A Black Sheep is a 1915 silent comedy film directed by Thomas N. Heffron. It was based on the musical farce of the same name by Charles H. Hoyt

==Plot==
The excesses of his dissipated son, Philip, bring Simeon Carruthers to the verge of financial ruin. His efforts to reform Philip prove vain; they quarrel, and the boy leaves his father's house forever. In order to recoup his fortune Carruthers proposes to the rich widow Dallas. After their marriage the widow's son, George, returns from abroad. He is a rising young novelist. Carruthers is informed by a firm of solicitors that he has been appointed a guardian of his deceased brother's daughter, Clare, who inherits a fortune. The girl comes to live with him. and he determines that she shall marry Philip, for whom detectives, hired by him, are searching the city. Philip has fallen in with Stewart Routh, a gambler, whose pretty wife, Harriet, is of great assistance to him in fleecing young men. The gamblers cheat Philip of all his money, and when he discovers the trick, propose that he enter into partnership with them. He accepts and becomes active in the business. Clare falls in love with George, a circumstance which so displeases Carruthers that he plans to get rid of the novelist. He contrives to make George appear guilty of having stolen his pocketbook, and orders him from the house. George's novel is accepted and he receives advance royalties. He falls in with Philip, who introduces him to the Rouths. The partners cheat him at cards. He takes his loss so heavily that Philip pities him and returns his money. The Rouths do not approve of this, and a quarrel ensues, as a result of which Stewart Routh kills Philip.

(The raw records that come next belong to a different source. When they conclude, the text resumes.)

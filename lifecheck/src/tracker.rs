use std::{
    fmt,
    sync::{Arc, OnceLock, Weak},
    time::{Duration, Instant},
};

use parking_lot::{Condvar, Mutex};

use crate::{
    ActorId, CallbackKind, Config, Error, Expectation, LifecycleListener, LifecycleLog, LogEntry,
    Result, Transition, WaitPredicate,
    log::{ObserverId, kinds_for, last_kind_in},
};

/// Blocks test threads until the log reaches an expected state.
///
/// The tracker is a monitor: a mutex plus a condition variable. Waiters hold
/// the mutex while they evaluate their condition and atomically release it
/// when they go to sleep. Every callback takes the same mutex before waking
/// all waiters, so a callback that lands between a waiter's check and its
/// sleep cannot be missed.
///
/// Waits are always bounded. A wait that times out leaves the tracker and the
/// log fully usable.
///
/// ```
/// use std::{sync::Arc, thread, time::Duration};
/// use lifecheck::{CallbackKind::*, LifecycleLog, Tracker, WaitPredicate};
///
/// let log = Arc::new(LifecycleLog::new());
/// let tracker = Tracker::attach(&log);
///
/// let writer = {
///     let log = log.clone();
///     thread::spawn(move || {
///         log.record("A", Paused);
///         log.record("A", Stopped);
///     })
/// };
///
/// let stopped = WaitPredicate::new().with("A", Stopped);
/// assert!(tracker.wait_for(&stopped, Duration::from_secs(5)));
/// writer.join().unwrap();
/// ```
pub struct Tracker {
    log: Arc<LifecycleLog>,
    lock: Mutex<()>,
    condvar: Condvar,
    default_timeout: Duration,
    observer: OnceLock<ObserverId>,
}

impl Tracker {
    /// Create a tracker over `log`.
    ///
    /// The tracker only wakes when something calls its
    /// [`on_callback`](LifecycleListener::on_callback). Use
    /// [`attach`](Self::attach) to have the log do that on every record.
    pub fn new(log: Arc<LifecycleLog>) -> Self {
        Self {
            log,
            lock: Mutex::new(()),
            condvar: Condvar::new(),
            default_timeout: Config::DEFAULT_TIMEOUT,
            observer: OnceLock::new(),
        }
    }

    /// Create a tracker and register it as an observer of `log`.
    ///
    /// The log only holds a weak reference to the tracker. Dropping the last
    /// `Arc<Tracker>` detaches it.
    pub fn attach(log: &Arc<LifecycleLog>) -> Arc<Self> {
        Self::attach_with(log, &Config::default())
    }

    pub(crate) fn attach_with(log: &Arc<LifecycleLog>, config: &Config) -> Arc<Self> {
        let mut tracker = Tracker::new(log.clone());
        tracker.default_timeout = config.default_timeout();
        let tracker = Arc::new(tracker);
        let id = log.add_observer(Arc::new(Wake(Arc::downgrade(&tracker))));
        let _ = tracker.observer.set(id);
        tracker
    }

    /// Stop receiving notifications from the log this tracker was attached to.
    pub fn detach(&self) {
        if let Some(id) = self.observer.get() {
            self.log.remove_observer(*id);
        }
    }

    pub fn log(&self) -> &Arc<LifecycleLog> {
        &self.log
    }

    /// Timeout used by [`Expectation`] when none is given.
    pub fn default_timeout(&self) -> Duration {
        self.default_timeout
    }

    // ==================== Waiting ====================

    /// Wait until `predicate` holds or `timeout` elapses.
    ///
    /// Returns `true` as soon as the predicate is satisfied, including
    /// immediately when it already is. Returns `false` only once the full
    /// timeout has passed.
    pub fn wait_for(&self, predicate: &WaitPredicate, timeout: Duration) -> bool {
        tracing::trace!(%predicate, ?timeout, "waiting for lifecycle states");
        let satisfied = self.wait_until(timeout, |entries| predicate.is_satisfied_by(entries));
        if !satisfied {
            tracing::debug!(%predicate, ?timeout, "lifecycle wait timed out");
        }
        satisfied
    }

    /// Wait until the callbacks recorded for `actor` equal `expected`.
    pub fn wait_for_transitions(
        &self,
        actor: &ActorId,
        expected: &[CallbackKind],
        timeout: Duration,
    ) -> bool {
        tracing::trace!(actor = %actor, ?expected, ?timeout, "waiting for transitions");
        self.wait_until(timeout, |entries| kinds_for(entries, actor) == expected)
    }

    fn wait_until(&self, timeout: Duration, condition: impl Fn(&[LogEntry]) -> bool) -> bool {
        let deadline = Instant::now() + timeout;
        let mut guard = self.lock.lock();
        loop {
            if self.log.with_entries(|entries| condition(entries)) {
                return true;
            }
            if Instant::now() >= deadline {
                return false;
            }
            // Spurious or unrelated wakeups just loop back to the check.
            self.condvar.wait_until(&mut guard, deadline);
        }
    }

    /// Returns the pairs of `predicate` that are not satisfied yet.
    pub fn pending(&self, predicate: &WaitPredicate) -> Vec<Transition> {
        predicate.pending(&self.log)
    }

    // ==================== Result / assert forms ====================

    /// Like [`wait_for`](Self::wait_for), but a timeout becomes
    /// [`Error::WaitTimeout`] listing every pending pair.
    pub fn await_states(&self, predicate: &WaitPredicate, timeout: Duration) -> Result {
        if self.wait_for(predicate, timeout) {
            return Ok(());
        }
        let (pending, observed) = self.log.with_entries(|entries| {
            let pending = predicate.pending_in(entries);
            let observed = pending
                .iter()
                .filter_map(|t| {
                    last_kind_in(entries, t.actor()).map(|kind| Transition::new(t.actor().clone(), kind))
                })
                .collect();
            (pending, observed)
        });
        Err(Error::WaitTimeout {
            timeout,
            pending,
            observed,
        })
    }

    /// Panics if `predicate` is not satisfied within `timeout`.
    #[track_caller]
    pub fn assert_states(&self, predicate: &WaitPredicate, timeout: Duration) {
        if let Err(e) = self.await_states(predicate, timeout) {
            panic!("{e}");
        }
    }

    /// Like [`wait_for_transitions`](Self::wait_for_transitions), but a
    /// timeout becomes [`Error::TransitionsTimeout`].
    pub fn await_transitions(
        &self,
        actor: &ActorId,
        expected: &[CallbackKind],
        timeout: Duration,
    ) -> Result {
        if self.wait_for_transitions(actor, expected, timeout) {
            return Ok(());
        }
        Err(Error::TransitionsTimeout {
            actor: actor.clone(),
            timeout,
            expected: expected.to_vec(),
            observed: self.log.snapshot_for_actor(actor),
        })
    }

    /// Start a fluent wait for `predicate`.
    ///
    /// ```
    /// # use std::{sync::Arc, time::Duration};
    /// # use lifecheck::{CallbackKind::*, LifecycleLog, Tracker, WaitPredicate};
    /// let log = Arc::new(LifecycleLog::new());
    /// let tracker = Tracker::attach(&log);
    /// log.record("A", Resumed);
    ///
    /// tracker
    ///     .expect(WaitPredicate::new().with("A", Resumed))
    ///     .within(Duration::from_millis(100))
    ///     .assert();
    /// ```
    pub fn expect(&self, predicate: impl Into<WaitPredicate>) -> Expectation<'_> {
        Expectation::new(self, predicate.into())
    }
}

impl LifecycleListener for Tracker {
    fn on_callback(&self, _actor: &ActorId, _kind: CallbackKind) {
        let _guard = self.lock.lock();
        self.condvar.notify_all();
    }
}

impl Drop for Tracker {
    fn drop(&mut self) {
        self.detach();
    }
}

/// The log's handle on an attached tracker.
struct Wake(Weak<Tracker>);

impl LifecycleListener for Wake {
    fn on_callback(&self, actor: &ActorId, kind: CallbackKind) {
        if let Some(tracker) = self.0.upgrade() {
            tracker.on_callback(actor, kind);
        }
    }
}

impl fmt::Debug for Tracker {
    fn fmt(&self, f: &mut fmt::Formatter<'_>) -> fmt::Result {
        f.debug_struct("Tracker")
            .field("log", &self.log)
            .field("default_timeout", &self.default_timeout)
            .field("observer", &self.observer.get())
            .finish()
    }
}

#[cfg(test)]
mod tests {
    use std::thread;

    use super::*;
    use crate::{CallbackKind::*, transition};

    fn setup() -> (Arc<LifecycleLog>, Arc<Tracker>) {
        let log = Arc::new(LifecycleLog::new());
        let tracker = Tracker::attach(&log);
        (log, tracker)
    }

    #[test]
    fn already_satisfied_returns_promptly() {
        let (log, tracker) = setup();
        log.record("A", Resumed);

        let start = Instant::now();
        assert!(tracker.wait_for(&WaitPredicate::from([("A", Resumed)]), Duration::from_secs(5)));
        assert!(start.elapsed() < Duration::from_millis(500));
    }

    #[test]
    fn wakes_when_a_later_record_satisfies() {
        let (log, tracker) = setup();
        log.record("A", Resumed);

        let writer = {
            let log = log.clone();
            thread::spawn(move || {
                thread::sleep(Duration::from_millis(200));
                log.record("A", Paused);
                log.record("A", Stopped);
            })
        };

        let start = Instant::now();
        let satisfied = tracker.wait_for(&WaitPredicate::from([("A", Stopped)]), Duration::from_secs(5));
        let elapsed = start.elapsed();
        writer.join().unwrap();

        assert!(satisfied);
        assert!(elapsed >= Duration::from_millis(150), "woke too early: {elapsed:?}");
        assert!(elapsed < Duration::from_secs(3), "woke too late: {elapsed:?}");
    }

    #[test]
    fn never_satisfied_waits_the_full_timeout() {
        let (log, tracker) = setup();
        log.record("A", Resumed);

        let start = Instant::now();
        let satisfied = tracker.wait_for(
            &WaitPredicate::from([("A", Destroyed)]),
            Duration::from_millis(100),
        );
        let elapsed = start.elapsed();

        assert!(!satisfied);
        assert!(elapsed >= Duration::from_millis(100), "returned early: {elapsed:?}");
        assert!(elapsed < Duration::from_secs(2), "returned late: {elapsed:?}");
    }

    #[test]
    fn unrelated_callbacks_do_not_end_the_wait() {
        let (log, tracker) = setup();
        let writer = {
            let log = log.clone();
            thread::spawn(move || {
                for _ in 0..20 {
                    log.record("B", Resumed);
                    thread::sleep(Duration::from_millis(5));
                }
            })
        };
        let start = Instant::now();
        assert!(!tracker.wait_for(&WaitPredicate::from([("A", Destroyed)]), Duration::from_millis(150)));
        assert!(start.elapsed() >= Duration::from_millis(150));
        writer.join().unwrap();
    }

    #[test]
    fn tracker_is_reusable_after_timeout() {
        let (log, tracker) = setup();
        let predicate = WaitPredicate::from([("A", Stopped)]);
        assert!(!tracker.wait_for(&predicate, Duration::from_millis(20)));

        log.record("A", Stopped);
        assert!(tracker.wait_for(&predicate, Duration::from_millis(20)));
    }

    #[test]
    fn concurrent_waiters_with_different_predicates() {
        let (log, tracker) = setup();
        let waiters: Vec<_> = [("A", Stopped), ("B", Resumed), ("C", Destroyed)]
            .into_iter()
            .map(|(actor, kind)| {
                let tracker = tracker.clone();
                thread::spawn(move || {
                    tracker.wait_for(&WaitPredicate::from([(actor, kind)]), Duration::from_secs(5))
                })
            })
            .collect();

        thread::sleep(Duration::from_millis(50));
        log.record("B", Resumed);
        log.record("A", Stopped);
        log.record("C", Destroyed);

        for waiter in waiters {
            assert!(waiter.join().unwrap());
        }
    }

    #[test]
    fn await_states_lists_pending_pairs() {
        let (log, tracker) = setup();
        log.record("A", Resumed);
        let err = tracker
            .await_states(
                &WaitPredicate::from([("A", Resumed), ("B", Stopped)]),
                Duration::from_millis(20),
            )
            .unwrap_err();
        assert_eq!(
            err,
            Error::WaitTimeout {
                timeout: Duration::from_millis(20),
                pending: vec![transition("B", Stopped)],
                observed: vec![],
            }
        );
    }

    #[test]
    fn await_states_reports_last_observed_kind() {
        let (log, tracker) = setup();
        log.record("A", Resumed);
        log.record("A", Paused);
        let err = tracker
            .await_states(&WaitPredicate::from([("A", Destroyed)]), Duration::from_millis(20))
            .unwrap_err();
        assert_eq!(
            err,
            Error::WaitTimeout {
                timeout: Duration::from_millis(20),
                pending: vec![transition("A", Destroyed)],
                observed: vec![transition("A", Paused)],
            }
        );
        assert!(err.to_string().contains("A: destroyed (last: paused)"), "{err}");
    }

    #[test]
    #[should_panic(expected = "A: destroyed")]
    fn assert_states_panics_with_pending_pairs() {
        let (_log, tracker) = setup();
        tracker.assert_states(&WaitPredicate::from([("A", Destroyed)]), Duration::from_millis(10));
    }

    #[test]
    fn waits_for_exact_transition_list() {
        let (log, tracker) = setup();
        let writer = {
            let log = log.clone();
            thread::spawn(move || {
                for kind in [PreCreate, Created, Started, Resumed] {
                    log.record("A", kind);
                    thread::sleep(Duration::from_millis(10));
                }
            })
        };
        assert!(tracker.wait_for_transitions(
            &"A".into(),
            &[PreCreate, Created, Started, Resumed],
            Duration::from_secs(5),
        ));
        writer.join().unwrap();
    }

    #[test]
    fn await_transitions_reports_observed_on_timeout() {
        let (log, tracker) = setup();
        log.record("A", Paused);
        let err = tracker
            .await_transitions(&"A".into(), &[Paused, Stopped], Duration::from_millis(20))
            .unwrap_err();
        match err {
            Error::TransitionsTimeout { observed, expected, .. } => {
                assert_eq!(observed, vec![Paused]);
                assert_eq!(expected, vec![Paused, Stopped]);
            }
            other => panic!("unexpected error: {other:?}"),
        }
    }

    #[test]
    fn dropping_tracker_and_log_frees_both() {
        let log = Arc::new(LifecycleLog::new());
        let tracker = Tracker::attach(&log);
        let weak_log = Arc::downgrade(&log);
        let weak_tracker = Arc::downgrade(&tracker);

        drop(tracker);
        drop(log);

        assert!(weak_tracker.upgrade().is_none());
        assert!(weak_log.upgrade().is_none());
    }

    #[test]
    fn dropped_tracker_leaves_the_log_recording() {
        let log = Arc::new(LifecycleLog::new());
        drop(Tracker::attach(&log));
        log.record("A", Resumed);
        assert_eq!(log.len(), 1);
    }

    #[test]
    fn detached_tracker_is_no_longer_notified() {
        let (log, tracker) = setup();
        tracker.detach();
        log.record("A", Resumed);
        // Already satisfied is still seen; the check does not need a wakeup.
        assert!(tracker.wait_for(&WaitPredicate::from([("A", Resumed)]), Duration::from_millis(10)));
    }
}
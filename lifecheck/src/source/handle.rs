use tokio::sync::mpsc::UnboundedSender;

use crate::{
    ActorId, CallbackKind, Error, Result, Transition,
    source::{ListenerId, SourceCommand},
};

/// Handle to one listener registered on a [`CallbackSource`](crate::CallbackSource).
///
/// Dropping the handle does not unregister the listener; call
/// [`remove`](Self::remove) for that.
#[derive(Debug)]
pub struct ListenerHandle {
    id: ListenerId,
    sender: UnboundedSender<SourceCommand>,
}

impl ListenerHandle {
    pub(crate) fn new(id: ListenerId, sender: UnboundedSender<SourceCommand>) -> Self {
        Self { id, sender }
    }

    pub fn id(&self) -> ListenerId {
        self.id
    }

    /// Unregister the listener.
    ///
    /// Callbacks posted before this call are still delivered to it.
    pub fn remove(self) {
        let _ = self.sender.send(SourceCommand::Unregister(self.id));
    }

    /// Stop delivering callbacks to this listener until [`resume`](Self::resume).
    ///
    /// Callbacks posted while paused are skipped, not buffered.
    pub fn pause(&self) {
        let _ = self.sender.send(SourceCommand::PauseOne(self.id));
    }

    pub fn resume(&self) {
        let _ = self.sender.send(SourceCommand::ResumeOne(self.id));
    }
}

/// Cheap, cloneable sender of callbacks into a [`CallbackSource`](crate::CallbackSource).
///
/// Hand one to each thread that plays the system under test.
#[derive(Debug, Clone)]
pub struct Poster {
    sender: UnboundedSender<SourceCommand>,
}

impl Poster {
    pub(crate) fn new(sender: UnboundedSender<SourceCommand>) -> Self {
        Self { sender }
    }

    /// Queue a callback for delivery on the dispatcher thread.
    pub fn post(&self, actor: impl Into<ActorId>, kind: CallbackKind) -> Result {
        self.sender
            .send(SourceCommand::Dispatch(Transition::new(actor, kind)))
            .map_err(|_| Error::SourceClosed)
    }

    /// Returns `true` once the source has shut down.
    pub fn is_closed(&self) -> bool {
        self.sender.is_closed()
    }
}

Suspicion is fastened upon George, and he is arrested. Clare, visiting him in prison, learns that he, coming upon the scene after the murder, found a button clasped in Philip's hand. She is on her way to question the Rouths when she meets a Salvation Army collector of old clothing, who has just received from the gambler's wife an overcoat with a button missing. The button matches those on the coat. As the police enter Routh's apartment he commits suicide. George is cleared.

==Cast==
- Otis Harlan as Goodrich Mudd
- Rita Gould as Lida
- Grace Darmond as Ada Steele
- John Charles as Jarvis Smith
- James Bradbury Sr. as Loudclothes
- Johan D. Murphy as Underdog
- Fred Morley as Barkeeper
- Lou Kelso as Treasurer
- Jack Rollens as Percy Vere
- Emma Glenwood as the Spider

==Reception==
A contemporary review in the Jackson Daily News was positive claiming that the film had a "laugh in every inch".

A review in the Duluth News Tribune praised Harlan's performance.